[Opening Material shown section]

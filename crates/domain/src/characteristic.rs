//! Characteristic — a single readable/writable property of a service.
//!
//! A [`Characteristic`] is a shared handle: the host and the plugin that
//! wires handlers onto it see the same value. Reads go through the optional
//! *get* handler, writes through the optional *set* handler; both are async
//! because they usually talk to the music service.

use std::fmt;
use std::future::Future;
use std::pin::Pin;
use std::str::FromStr;
use std::sync::{Arc, Mutex, MutexGuard, PoisonError};

use serde::{Deserialize, Serialize};

use crate::error::{BridgeError, NotFoundError, ValidationError};

/// Boxed future returned by characteristic handlers.
pub type HandlerFuture<T> = Pin<Box<dyn Future<Output = Result<T, BridgeError>> + Send>>;

/// Handler invoked when the host reads a characteristic.
pub type GetHandler = Arc<dyn Fn() -> HandlerFuture<CharacteristicValue> + Send + Sync>;

/// Handler invoked when the host writes a characteristic.
pub type SetHandler = Arc<dyn Fn(CharacteristicValue) -> HandlerFuture<()> + Send + Sync>;

/// The characteristic types this plugin family uses.
#[derive(Debug, Clone, Copy, PartialEq, Eq, Hash, Serialize, Deserialize)]
pub enum CharacteristicType {
    On,
    Brightness,
    Volume,
    Mute,
    Name,
}

/// Value format a characteristic accepts.
#[derive(Debug, Clone, Copy, PartialEq, Eq)]
pub enum CharacteristicFormat {
    Bool,
    /// Integer percentage in `0..=100`.
    Percent,
    String,
}

impl CharacteristicType {
    /// The host-facing name (`"On"`, `"Brightness"`, …).
    #[must_use]
    pub fn as_str(self) -> &'static str {
        match self {
            Self::On => "On",
            Self::Brightness => "Brightness",
            Self::Volume => "Volume",
            Self::Mute => "Mute",
            Self::Name => "Name",
        }
    }

    #[must_use]
    pub fn format(self) -> CharacteristicFormat {
        match self {
            Self::On | Self::Mute => CharacteristicFormat::Bool,
            Self::Brightness | Self::Volume => CharacteristicFormat::Percent,
            Self::Name => CharacteristicFormat::String,
        }
    }

    /// Value a freshly attached characteristic starts with.
    #[must_use]
    pub fn default_value(self) -> CharacteristicValue {
        match self.format() {
            CharacteristicFormat::Bool => CharacteristicValue::Bool(false),
            CharacteristicFormat::Percent => CharacteristicValue::Int(100),
            CharacteristicFormat::String => CharacteristicValue::Text(String::new()),
        }
    }
}

impl fmt::Display for CharacteristicType {
    fn fmt(&self, f: &mut fmt::Formatter<'_>) -> fmt::Result {
        f.write_str(self.as_str())
    }
}

impl FromStr for CharacteristicType {
    type Err = NotFoundError;

    fn from_str(s: &str) -> Result<Self, Self::Err> {
        match s.to_ascii_lowercase().as_str() {
            "on" => Ok(Self::On),
            "brightness" => Ok(Self::Brightness),
            "volume" => Ok(Self::Volume),
            "mute" => Ok(Self::Mute),
            "name" => Ok(Self::Name),
            _ => Err(NotFoundError {
                entity: "Characteristic type",
                id: s.to_string(),
            }),
        }
    }
}

impl fmt::Display for CharacteristicFormat {
    fn fmt(&self, f: &mut fmt::Formatter<'_>) -> fmt::Result {
        match self {
            Self::Bool => f.write_str("bool"),
            Self::Percent => f.write_str("percent"),
            Self::String => f.write_str("string"),
        }
    }
}

/// A single typed characteristic value.
#[derive(Debug, Clone, PartialEq, Eq, Serialize, Deserialize)]
#[serde(untagged)]
pub enum CharacteristicValue {
    Bool(bool),
    Int(i64),
    Text(String),
}

impl CharacteristicValue {
    #[must_use]
    pub fn as_bool(&self) -> Option<bool> {
        match self {
            Self::Bool(b) => Some(*b),
            _ => None,
        }
    }

    /// The value as a percentage, if it is an integer within `0..=100`.
    #[must_use]
    pub fn as_percent(&self) -> Option<u8> {
        match self {
            Self::Int(n) => u8::try_from(*n).ok().filter(|p| *p <= 100),
            _ => None,
        }
    }

    #[must_use]
    pub fn as_text(&self) -> Option<&str> {
        match self {
            Self::Text(s) => Some(s),
            _ => None,
        }
    }
}

impl From<bool> for CharacteristicValue {
    fn from(value: bool) -> Self {
        Self::Bool(value)
    }
}

impl From<u8> for CharacteristicValue {
    fn from(value: u8) -> Self {
        Self::Int(i64::from(value))
    }
}

impl From<&str> for CharacteristicValue {
    fn from(value: &str) -> Self {
        Self::Text(value.to_string())
    }
}

struct Inner {
    characteristic_type: CharacteristicType,
    value: Mutex<CharacteristicValue>,
    on_get: Mutex<Option<GetHandler>>,
    on_set: Mutex<Option<SetHandler>>,
}

/// Shared handle to one characteristic attached to a service.
#[derive(Clone)]
pub struct Characteristic {
    inner: Arc<Inner>,
}

impl Characteristic {
    /// Create a characteristic holding its type's default value.
    #[must_use]
    pub fn new(characteristic_type: CharacteristicType) -> Self {
        Self {
            inner: Arc::new(Inner {
                characteristic_type,
                value: Mutex::new(characteristic_type.default_value()),
                on_get: Mutex::new(None),
                on_set: Mutex::new(None),
            }),
        }
    }

    #[must_use]
    pub fn characteristic_type(&self) -> CharacteristicType {
        self.inner.characteristic_type
    }

    /// The last known value, without invoking any handler.
    #[must_use]
    pub fn value(&self) -> CharacteristicValue {
        lock(&self.inner.value).clone()
    }

    /// Update the cached value without invoking the set handler.
    ///
    /// # Errors
    ///
    /// Returns a [`ValidationError`] if the value does not fit the format.
    pub fn set_value(&self, value: impl Into<CharacteristicValue>) -> Result<(), ValidationError> {
        let value = value.into();
        self.validate(&value)?;
        *lock(&self.inner.value) = value;
        Ok(())
    }

    /// Check that `value` has this characteristic's format and range.
    ///
    /// # Errors
    ///
    /// Returns [`ValidationError::FormatMismatch`] or
    /// [`ValidationError::OutOfRange`].
    pub fn validate(&self, value: &CharacteristicValue) -> Result<(), ValidationError> {
        let characteristic = self.characteristic_type();
        let expected = characteristic.format();
        match (expected, value) {
            (CharacteristicFormat::Bool, CharacteristicValue::Bool(_))
            | (CharacteristicFormat::String, CharacteristicValue::Text(_)) => Ok(()),
            (CharacteristicFormat::Percent, CharacteristicValue::Int(n)) => {
                if (0..=100).contains(n) {
                    Ok(())
                } else {
                    Err(ValidationError::OutOfRange {
                        characteristic,
                        value: *n,
                    })
                }
            }
            _ => Err(ValidationError::FormatMismatch {
                characteristic,
                expected,
            }),
        }
    }

    /// Install the handler answering host reads. Replaces any previous one.
    pub fn on_get<F, Fut>(&self, handler: F) -> &Self
    where
        F: Fn() -> Fut + Send + Sync + 'static,
        Fut: Future<Output = Result<CharacteristicValue, BridgeError>> + Send + 'static,
    {
        let handler: GetHandler = Arc::new(move || Box::pin(handler()));
        *lock(&self.inner.on_get) = Some(handler);
        self
    }

    /// Install the handler applying host writes. Replaces any previous one.
    pub fn on_set<F, Fut>(&self, handler: F) -> &Self
    where
        F: Fn(CharacteristicValue) -> Fut + Send + Sync + 'static,
        Fut: Future<Output = Result<(), BridgeError>> + Send + 'static,
    {
        let handler: SetHandler = Arc::new(move |value| Box::pin(handler(value)));
        *lock(&self.inner.on_set) = Some(handler);
        self
    }

    #[must_use]
    pub fn has_get_handler(&self) -> bool {
        lock(&self.inner.on_get).is_some()
    }

    #[must_use]
    pub fn has_set_handler(&self) -> bool {
        lock(&self.inner.on_set).is_some()
    }

    /// Read the value the way the host does: through the get handler when
    /// one is installed, caching its answer.
    ///
    /// # Errors
    ///
    /// Propagates the handler's error, or a validation error if the handler
    /// answered with a value of the wrong format.
    pub async fn read(&self) -> Result<CharacteristicValue, BridgeError> {
        let handler = lock(&self.inner.on_get).clone();
        match handler {
            Some(handler) => {
                let value = handler().await?;
                self.set_value(value.clone())?;
                Ok(value)
            }
            None => Ok(self.value()),
        }
    }

    /// Write the value the way the host does: validate, run the set handler
    /// when one is installed, then cache.
    ///
    /// # Errors
    ///
    /// Returns a validation error for a malformed value, or the handler's
    /// error (in which case the cached value is left unchanged).
    pub async fn write(&self, value: CharacteristicValue) -> Result<(), BridgeError> {
        self.validate(&value)?;
        let handler = lock(&self.inner.on_set).clone();
        if let Some(handler) = handler {
            handler(value.clone()).await?;
        }
        *lock(&self.inner.value) = value;
        Ok(())
    }

    /// Whether both handles refer to the same characteristic.
    #[must_use]
    pub fn same_as(&self, other: &Self) -> bool {
        Arc::ptr_eq(&self.inner, &other.inner)
    }
}

impl fmt::Debug for Characteristic {
    fn fmt(&self, f: &mut fmt::Formatter<'_>) -> fmt::Result {
        f.debug_struct("Characteristic")
            .field("type", &self.characteristic_type())
            .field("value", &self.value())
            .finish_non_exhaustive()
    }
}

pub(crate) fn lock<T>(mutex: &Mutex<T>) -> MutexGuard<'_, T> {
    mutex.lock().unwrap_or_else(PoisonError::into_inner)
}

[Closing Material shown section]

● **Task directions**:
Please restate the records word for word. Go from the first line to the line with "go through the optional" and include both.

● **Task response**:
filename crates/domain/src/characteristic.rs
//! Characteristic — a single readable/writable property of a service.
//!
//! A [`Characteristic`] is a shared handle: the host and the plugin that
//! wires handlers onto it see the same value. Reads go through the optional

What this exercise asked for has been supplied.